As a contrarian, I would consider both of these as bullish indicators as they mean that there is still lots of money which is yet to chase gold higher despite the steep rally we've already seen.

Gold started a correction last week after the Fed's FOMC meeting. After an aggressive multi-month rally, a short-term correction lower is very healthy, and such corrections often flush short-term bulls from the market, resetting short-term sentiment, which in turn provides the fuel for the next leg up.

There is still plenty of room for sentiment and market positioning to get bullish on gold, and I'd say that it is likely that gold will find a short-term bottom within the next three weeks, after which we'll probably see another leg higher and new highs.

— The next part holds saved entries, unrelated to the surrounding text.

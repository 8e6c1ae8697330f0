use std::sync::{Mutex, PoisonError};

use async_trait::async_trait;

use crate::doi::Doi;
use crate::workflow::ResolutionResult;

use super::{ResultSink, SinkError};

/// Keeps every recorded result in memory, in arrival order.
#[derive(Debug, Default)]
pub struct MemorySink {
    results: Mutex<Vec<ResolutionResult>>,
}

impl MemorySink {
    /// Creates an empty sink.
    #[must_use]
    pub fn new() -> Self {
        Self::default()
    }

    /// Returns a copy of everything recorded so far.
    #[must_use]
    pub fn results(&self) -> Vec<ResolutionResult> {
        self.lock().clone()
    }

    /// Returns the result recorded for `doi`, if any.
    #[must_use]
    pub fn get(&self, doi: &Doi) -> Option<ResolutionResult> {
        self.lock().iter().find(|result| &result.doi == doi).cloned()
    }

    /// Returns the number of recorded results.
    #[must_use]
    pub fn len(&self) -> usize {
        self.lock().len()
    }

    /// Returns whether nothing was recorded.
    #[must_use]
    pub fn is_empty(&self) -> bool {
        self.lock().is_empty()
    }

    fn lock(&self) -> std::sync::MutexGuard<'_, Vec<ResolutionResult>> {
        self.results.lock().unwrap_or_else(PoisonError::into_inner)
    }
}

#[async_trait]
impl ResultSink for MemorySink {
    async fn record(&self, result: &ResolutionResult) -> Result<(), SinkError> {
        self.lock().push(result.clone());
        Ok(())
    }
}

#[cfg(test)]
#[allow(clippy::unwrap_used)]
mod tests {
    use super::*;
    use crate::workflow::FinalStatus;

    #[tokio::test]
    async fn test_records_in_order() {
        let sink = MemorySink::new();
        assert!(sink.is_empty());

        for raw in ["10.1234/a", "10.1234/b"] {
            let result = ResolutionResult {
                doi: Doi::parse(raw).unwrap(),
                final_status: FinalStatus::Exhausted,
                attempts: Vec::new(),
            };
            sink.record(&result).await.unwrap();
        }

        assert_eq!(sink.len(), 2);
        assert_eq!(sink.results()[1].doi.as_str(), "10.1234/b");
        assert!(sink.get(&Doi::parse("10.1234/a").unwrap()).is_some());
        assert!(sink.get(&Doi::parse("10.1234/c").unwrap()).is_none());
    }
}
//! Integration tests for candidate resolution.
//!
//! The doi.org handle API and Unpaywall are both served by wiremock.

use std::sync::Arc;
use std::time::Duration;

use doifetch_core::resolver::build_default_resolver;
use doifetch_core::{
    CandidateResolver, Doi, DoiOrgLocator, FetchConfig, HostThrottle, OpenAccessLookup,
    PublisherLocator, ResolveError, SourceKind, UnpaywallLookup,
};
use serde_json::json;
use wiremock::matchers::{method, path, query_param};
use wiremock::{Mock, MockServer, ResponseTemplate};

mod support;
use support::socket_guard::start_mock_server_or_skip;

const EMAIL: &str = "team@example.org";

fn throttle() -> Arc<HostThrottle> {
    Arc::new(HostThrottle::new(Duration::ZERO))
}

fn doi() -> Doi {
    Doi::parse("10.1234/example").expect("valid DOI")
}

fn handle_body(url: &str) -> serde_json::Value {
    json!({
        "responseCode": 1,
        "handle": "10.1234/example",
        "values": [
            {"index": 100, "type": "HS_ADMIN", "data": {"format": "admin", "value": {"handle": "0.na/10.1234"}}},
            {"index": 1, "type": "URL", "data": {"format": "string", "value": url}}
        ]
    })
}

fn unpaywall_body() -> serde_json::Value {
    json!({
        "doi": "10.1234/example",
        "is_oa": true,
        "best_oa_location": {
            "url": "https://repo.example/record/1",
            "url_for_pdf": "https://repo.example/record/1/paper.pdf",
            "host_type": "repository"
        },
        "oa_locations": [
            {"url": "https://repo.example/record/1", "url_for_pdf": "https://repo.example/record/1/paper.pdf", "host_type": "repository"},
            {"url": "https://pub.example/article/1", "url_for_pdf": null, "host_type": "publisher"}
        ]
    })
}

async fn mount_handle(server: &MockServer, response: ResponseTemplate) {
    Mock::given(method("GET"))
        .and(path("/api/handles/10.1234/example"))
        .and(query_param("type", "URL"))
        .respond_with(response)
        .mount(server)
        .await;
}

async fn mount_unpaywall(server: &MockServer, response: ResponseTemplate) {
    Mock::given(method("GET"))
        .and(path("/v2/10.1234/example"))
        .and(query_param("email", EMAIL))
        .respond_with(response)
        .mount(server)
        .await;
}

fn config_for(server: &MockServer, email: Option<&str>) -> FetchConfig {
    FetchConfig {
        doi_org_base_url: server.uri(),
        unpaywall_base_url: server.uri(),
        unpaywall_email: email.map(str::to_string),
        api_min_interval: Duration::ZERO,
        ..FetchConfig::default()
    }
}

#[tokio::test]
async fn test_doi_org_returns_registered_url() {
    let Some(server) = start_mock_server_or_skip().await else {
        return;
    };
    mount_handle(
        &server,
        ResponseTemplate::new(200).set_body_json(handle_body("https://pub.example/article/1")),
    )
    .await;

    let locator = DoiOrgLocator::with_base_url(server.uri(), throttle()).unwrap();
    let located = locator.locate(&doi()).await.unwrap();

    assert_eq!(located.as_deref(), Some("https://pub.example/article/1"));
}

#[tokio::test]
async fn test_doi_org_unknown_doi_is_none() {
    let Some(server) = start_mock_server_or_skip().await else {
        return;
    };
    mount_handle(
        &server,
        ResponseTemplate::new(404).set_body_json(json!({"responseCode": 100, "handle": "10.1234/example"})),
    )
    .await;

    let locator = DoiOrgLocator::with_base_url(server.uri(), throttle()).unwrap();
    assert_eq!(locator.locate(&doi()).await.unwrap(), None);
}

#[tokio::test]
async fn test_doi_org_server_error_is_reported() {
    let Some(server) = start_mock_server_or_skip().await else {
        return;
    };
    mount_handle(&server, ResponseTemplate::new(500)).await;

    let locator = DoiOrgLocator::with_base_url(server.uri(), throttle()).unwrap();
    let err = locator.locate(&doi()).await.unwrap_err();

    assert!(matches!(err, ResolveError::HttpStatus { status: 500, .. }));
}

#[tokio::test]
async fn test_doi_org_malformed_body_is_invalid_response() {
    let Some(server) = start_mock_server_or_skip().await else {
        return;
    };
    mount_handle(&server, ResponseTemplate::new(200).set_body_string("<html>oops</html>")).await;

    let locator = DoiOrgLocator::with_base_url(server.uri(), throttle()).unwrap();
    let err = locator.locate(&doi()).await.unwrap_err();

    assert!(matches!(err, ResolveError::InvalidResponse { .. }));
}

#[tokio::test]
async fn test_unpaywall_ranks_locations() {
    let Some(server) = start_mock_server_or_skip().await else {
        return;
    };
    mount_unpaywall(&server, ResponseTemplate::new(200).set_body_json(unpaywall_body())).await;

    let lookup = UnpaywallLookup::with_base_url(EMAIL, server.uri(), throttle()).unwrap();
    let urls = lookup.lookup(&doi()).await.unwrap();

    assert_eq!(
        urls,
        vec![
            "https://repo.example/record/1/paper.pdf",
            "https://pub.example/article/1",
        ]
    );
}

#[tokio::test]
async fn test_unpaywall_unknown_doi_is_empty() {
    let Some(server) = start_mock_server_or_skip().await else {
        return;
    };
    mount_unpaywall(&server, ResponseTemplate::new(404)).await;

    let lookup = UnpaywallLookup::with_base_url(EMAIL, server.uri(), throttle()).unwrap();
    assert!(lookup.lookup(&doi()).await.unwrap().is_empty());
}

#[tokio::test]
async fn test_default_resolver_orders_publisher_first_and_dedups() {
    let Some(server) = start_mock_server_or_skip().await else {
        return;
    };
    mount_handle(
        &server,
        ResponseTemplate::new(200).set_body_json(handle_body("https://pub.example/article/1")),
    )
    .await;
    mount_unpaywall(&server, ResponseTemplate::new(200).set_body_json(unpaywall_body())).await;

    let resolver = build_default_resolver(&config_for(&server, Some(EMAIL)), throttle()).unwrap();
    let candidates = resolver.resolve(&doi()).await;

    let summary: Vec<(&str, SourceKind, usize)> = candidates
        .iter()
        .map(|c| (c.url.as_str(), c.kind, c.priority))
        .collect();
    assert_eq!(
        summary,
        vec![
            ("https://pub.example/article/1", SourceKind::Publisher, 0),
            ("https://repo.example/record/1/paper.pdf", SourceKind::OpenAccess, 1),
        ]
    );
}

#[tokio::test]
async fn test_default_resolver_survives_unpaywall_failure() {
    let Some(server) = start_mock_server_or_skip().await else {
        return;
    };
    mount_handle(
        &server,
        ResponseTemplate::new(200).set_body_json(handle_body("https://pub.example/article/1")),
    )
    .await;
    mount_unpaywall(&server, ResponseTemplate::new(503)).await;

    let resolver = build_default_resolver(&config_for(&server, Some(EMAIL)), throttle()).unwrap();
    let candidates = resolver.resolve(&doi()).await;

    assert_eq!(candidates.len(), 1);
    assert_eq!(candidates[0].kind, SourceKind::Publisher);
}

#[tokio::test]
async fn test_default_resolver_without_email_skips_unpaywall() {
    let Some(server) = start_mock_server_or_skip().await else {
        return;
    };
    mount_handle(&server, ResponseTemplate::new(404)).await;
    Mock::given(method("GET"))
        .and(path("/v2/10.1234/example"))
        .respond_with(ResponseTemplate::new(200).set_body_json(unpaywall_body()))
        .expect(0)
        .mount(&server)
        .await;

    let resolver = build_default_resolver(&config_for(&server, None), throttle()).unwrap();

    assert!(!resolver.has_open_access());
    assert!(resolver.resolve(&doi()).await.is_empty());
}

#[tokio::test]
async fn test_default_resolver_open_access_only() {
    let Some(server) = start_mock_server_or_skip().await else {
        return;
    };
    mount_handle(&server, ResponseTemplate::new(404)).await;
    mount_unpaywall(&server, ResponseTemplate::new(200).set_body_json(unpaywall_body())).await;

    let resolver = build_default_resolver(&config_for(&server, Some(EMAIL)), throttle()).unwrap();
    let candidates = resolver.resolve(&doi()).await;

    assert_eq!(candidates.len(), 2);
    assert!(candidates.iter().all(|c| c.kind == SourceKind::OpenAccess));
    assert_eq!(candidates[0].priority, 0);
}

A short-term correction in gold, in which we are right now, should act as a great entry opportunity for those of you on the sidelines with gold. After two years of consolidation—in the US dollar price of gold—the multi-year trend in gold is turning positive and we are still very early in this rally. I think that it is reasonable to expect new all-time highs for gold in all major currencies during the first half of 2023—as we have already seen in GBP, JPY, NOK, and SEK.

USD

After diving below parity in September, the euro has bounced against the US dollar and the long euro trade has been one of the top consensus longs in macro for the past couple of months. However, given the fundamentals of the eurozone and the current global macroeconomic setup I would be cautious if I was heavily long euros against the US dollar. We are entering the liquidity crunching phase of this economic cycle, which tends to be a period of high asset volatility and bullish for the US dollar.

The big picture

Let's take a look at some of the big picture news in gold over the past year:

  • Central banks bought over 1,130 tonnes of gold in 2022, the highest annual amount in 55 years, second highest on record, and double the average annual purchases from 2010 to 2021.
  • Ghana crafted a policy which enables the government to start paying for petroleum product imports with gold.
  • After getting heavily sanctioned, Russia has announced that it's planning for a gold-based payment system together with Iran.

Whether Russia or Ghana are successful in their gold-based trade initiatives does not really matter, because these are just some of the examples of the remonetisation trend in gold which has been developing since the global financial crisis of 2008.

The weaponisation of the US dollar through sanctions is driving developing nations to come up with alternative trade and payment systems, which need to be based on solid units of measure for which gold has been suggested by a number of nations over the past ten years. The will of these nations is quite clear but so far the attempts to create such payment systems have not been carried through.

The fact that central banks across the world have been accumulating gold ever since the global financial crisis, that these purchases have been accelerating, and even suggestions of gold- based payment systems by governments, should raise some questions, such as, why are they buying gold in the first place? We have examined the reasons in previous posts, and I would argue that these purchases remain the number one factor in the big picture which everyone should write down in their notebooks.

Stocks!

Increased activity in Call options (leveraged bullish bets) has been a characteristic of the stock market bubble which began to burst in November 2021, and call-option buying played a major role in the meme stock rallies of 2021. Highly leveraged long bets are typical of all major bubbles but the one in 2021 was extreme on many measures.

On Thursday 2 February, call-option volume in US stocks reached a new all-time high as stocks climbed after the FOMC meeting. Looking at the chart below, does this make you bullish? Given the macroeconomic environment we are in, I think that it shouldn't.

A steep decline in US stocks and global liquidity remains the number one risk for gold as discussed in the December market commentary.